Roster building is a never-ending game in the NFL. There are periods of lulls, of course, but teams can make moves, or at least plan for them, virtually any day of the calendar. The Steelers, for example, even signed an outside free agent during the 2023 NFL Draft. They also re-signed their own free agent, wide receiver Miles Boykin, three days before the draft started.

Now, after adding two offensive linemen, two outside cornerbacks, a defensive tackle, a tight end, and a (presumptive) edge rusher), how does that shape their level of engagement with the remaining players they had under contract until the start of the new league year? Well, let’s start by looking at the list. Actually, let’s just break down the list.

QB Mason Rudolph: This would still make a lot of sense on paper, though wounded beat writers continue to bleed on Rudolph’s behalf over the great injustice the team acted upon him. If Rudolph has a pen at the ready, you’d think a deal could get done. It’s not like anybody else is interested, based upon the available evidence.

FB Derek Watt: With talk of Connor Heyward playing more fullback and the addition of Monte Pottebaum as a college free agent, it doesn’t feel like Watt is likely to be re-signed from where I’m sitting.

RB Benny Snell Jr.: The Steelers didn’t draft a running back nor sign any as college free agents. Right now, Anthony McFarland Jr. would be the number three. I think Snell has the best chance of re-signing, even if he would have to get a new number.

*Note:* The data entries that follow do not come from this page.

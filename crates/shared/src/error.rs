use thiserror::Error;

pub const DEFAULT_REJECTION_MESSAGE: &str = "Failed to send email.";

/// Classified failure of one submission attempt.
///
/// `Display` renders the exact status line shown to the user.
#[derive(Debug, Clone, PartialEq, Eq, Error)]
pub enum SubmissionFailure {
    /// The service answered with a non-success status.
    #[error("Error: {message} ({status})")]
    ServerRejected { status: u16, message: String },
    /// The request went out but no reply arrived.
    #[error("Error: No response from server. Is the backend running?")]
    NoResponse { detail: String },
    /// The request could not be built or dispatched.
    #[error("Error: {detail}")]
    RequestSetupFailed { detail: String },
}

impl SubmissionFailure {
    pub fn server_rejected(status: u16, message: Option<String>) -> Self {
        let message = message
            .filter(|message| !message.is_empty())
            .unwrap_or_else(|| DEFAULT_REJECTION_MESSAGE.to_string());
        Self::ServerRejected { status, message }
    }

    pub fn detail_message(&self) -> &str {
        match self {
            SubmissionFailure::ServerRejected { message, .. } => message,
            SubmissionFailure::NoResponse { detail } => detail,
            SubmissionFailure::RequestSetupFailed { detail } => detail,
        }
    }
}

#[derive(Debug, Clone, PartialEq, Eq, Error)]
pub enum DraftValidationError {
    #[error("recipient email is required")]
    MissingRecipient,
    #[error("'{0}' is not a valid email address")]
    InvalidRecipient(String),
    #[error("subject is required")]
    MissingSubject,
    #[error("message is required")]
    MissingMessage,
}
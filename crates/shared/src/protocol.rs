use serde::{Deserialize, Serialize};
use serde_json::Value;

use crate::error::SubmissionFailure;

/// Body of `POST /message`, a snapshot of the draft at submit time.
#[derive(Debug, Clone, PartialEq, Eq, Serialize, Deserialize)]
pub struct OutboundRequest {
    #[serde(rename = "destinataire")]
    pub recipient: String,
    #[serde(rename = "sujet")]
    pub subject: String,
    pub message: String,
    pub enhance_content: bool,
}

/// Fields of a non-success reply, read one at a time so a mistyped
/// field never hides the others.
#[derive(Debug, Clone, Default, PartialEq, Eq)]
pub struct ServiceErrorBody {
    pub message: Option<String>,
    pub error_details: Option<String>,
}

impl ServiceErrorBody {
    pub fn from_value(body: &Value) -> Self {
        Self {
            message: str_field(body, "message"),
            error_details: str_field(body, "error_details"),
        }
    }
}

#[derive(Debug, Clone, PartialEq, Eq, Serialize, Deserialize)]
pub struct HealthStatus {
    pub status: String,
    #[serde(default)]
    pub message: String,
}

impl HealthStatus {
    pub fn is_ok(&self) -> bool {
        self.status.eq_ignore_ascii_case("ok")
    }
}

#[derive(Debug, Clone, PartialEq, Eq, Serialize, Deserialize)]
pub struct SendReceipt {
    pub message: String,
    pub task_id: String,
}

impl SendReceipt {
    /// Reads `message` and `task_id` from a success body (`202 Accepted` once
    /// the send task is queued). Absent or non-string fields become empty.
    pub fn from_value(body: &Value) -> Self {
        Self {
            message: str_field(body, "message").unwrap_or_default(),
            task_id: str_field(body, "task_id").unwrap_or_default(),
        }
    }
}

fn str_field(body: &Value, field: &str) -> Option<String> {
    body.get(field).and_then(Value::as_str).map(str::to_string)
}

/// Normalized result of one submission attempt.
pub type Outcome = Result<SendReceipt, SubmissionFailure>;

#[cfg(test)]
#[path = "tests/protocol_tests.rs"]
mod tests;
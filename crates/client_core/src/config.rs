use std::{fs, path::Path, time::Duration};

use anyhow::Context;
use serde::Deserialize;

pub const DEFAULT_SETTINGS_FILE: &str = "mailer.toml";

#[derive(Debug, Clone, PartialEq, Eq)]
pub struct ClientSettings {
    pub service_url: String,
    pub message_path: String,
    /// Zero disables the request timeout.
    pub request_timeout_secs: u64,
}

impl Default for ClientSettings {
    fn default() -> Self {
        Self {
            service_url: "http://localhost:5001".into(),
            message_path: "/message".into(),
            request_timeout_secs: 30,
        }
    }
}

#[derive(Debug, Default, Deserialize)]
struct FileSettings {
    service_url: Option<String>,
    message_path: Option<String>,
    request_timeout_secs: Option<u64>,
}

impl ClientSettings {
    pub fn endpoint_url(&self) -> String {
        join_url(&self.service_url, &self.message_path)
    }

    pub fn health_url(&self) -> String {
        join_url(&self.service_url, "/")
    }

    pub fn request_timeout(&self) -> Option<Duration> {
        (self.request_timeout_secs > 0).then(|| Duration::from_secs(self.request_timeout_secs))
    }
}

/// Defaults, then `mailer.toml` in the working directory, then environment overrides.
pub fn load_settings() -> anyhow::Result<ClientSettings> {
    load_settings_from(Path::new(DEFAULT_SETTINGS_FILE), |key| std::env::var(key).ok())
}

pub fn load_settings_from(
    path: &Path,
    env: impl Fn(&str) -> Option<String>,
) -> anyhow::Result<ClientSettings> {
    let mut settings = ClientSettings::default();

    if path.exists() {
        let raw = fs::read_to_string(path)
            .with_context(|| format!("failed to read settings file '{}'", path.display()))?;
        let file_cfg: FileSettings = toml::from_str(&raw)
            .with_context(|| format!("failed to parse settings file '{}'", path.display()))?;
        if let Some(v) = file_cfg.service_url {
            settings.service_url = v;
        }
        if let Some(v) = file_cfg.message_path {
            settings.message_path = v;
        }
        if let Some(v) = file_cfg.request_timeout_secs {
            settings.request_timeout_secs = v;
        }
    }

    if let Some(v) = env("MAILER_SERVICE_URL") {
        settings.service_url = v;
    }
    if let Some(v) = env("APP__SERVICE_URL") {
        settings.service_url = v;
    }

    if let Some(v) = env("MAILER_MESSAGE_PATH") {
        settings.message_path = v;
    }
    if let Some(v) = env("APP__MESSAGE_PATH") {
        settings.message_path = v;
    }

    for key in ["MAILER_TIMEOUT_SECS", "APP__REQUEST_TIMEOUT_SECS"] {
        if let Some(v) = env(key) {
            settings.request_timeout_secs = v
                .trim()
                .parse()
                .with_context(|| format!("{key} must be a whole number of seconds, got '{v}'"))?;
        }
    }

    Ok(settings)
}

fn join_url(base: &str, path: &str) -> String {
    let base = base.trim().trim_end_matches('/');
    let path = path.trim().trim_start_matches('/');
    format!("{base}/{path}")
}

#[cfg(test)]
#[path = "tests/config_tests.rs"]
mod tests;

OL Jesse Davis: It wouldn’t shock me if they phoned him up again. He’s primarily a tackle and they could still use more bodies there.

ILB Marcus Allen: They’re working on adding new special teamers and they’re otherwise deep enough at inside linebacker. I think Allen’s run is finally done in Pittsburgh.

S Karl Joseph: He’s been around for a couple years now, spending 2022 on the Reserve/Injured List. They have safeties. I think if they were interested in him at all he would have been brought back before the draft.

DL Tyson Alualu: After signing two interior-capable linemen just before the draft and then using a second-round pick on one, I think we can safely say that Alualu is now free to retire.

DL Chris Wormley: Ditto for Wormley, at least in terms of the odds of his returning to Pittsburgh. He’s still recovering from a torn ACL, too.

The other names you might see out there are of players who were not unrestricted free agents but rather who were released, and thus were street free agents. The only one of that group that may have even the slightest chance of being re-signed is Myles Jack, and I wouldn’t bet a cent on that one.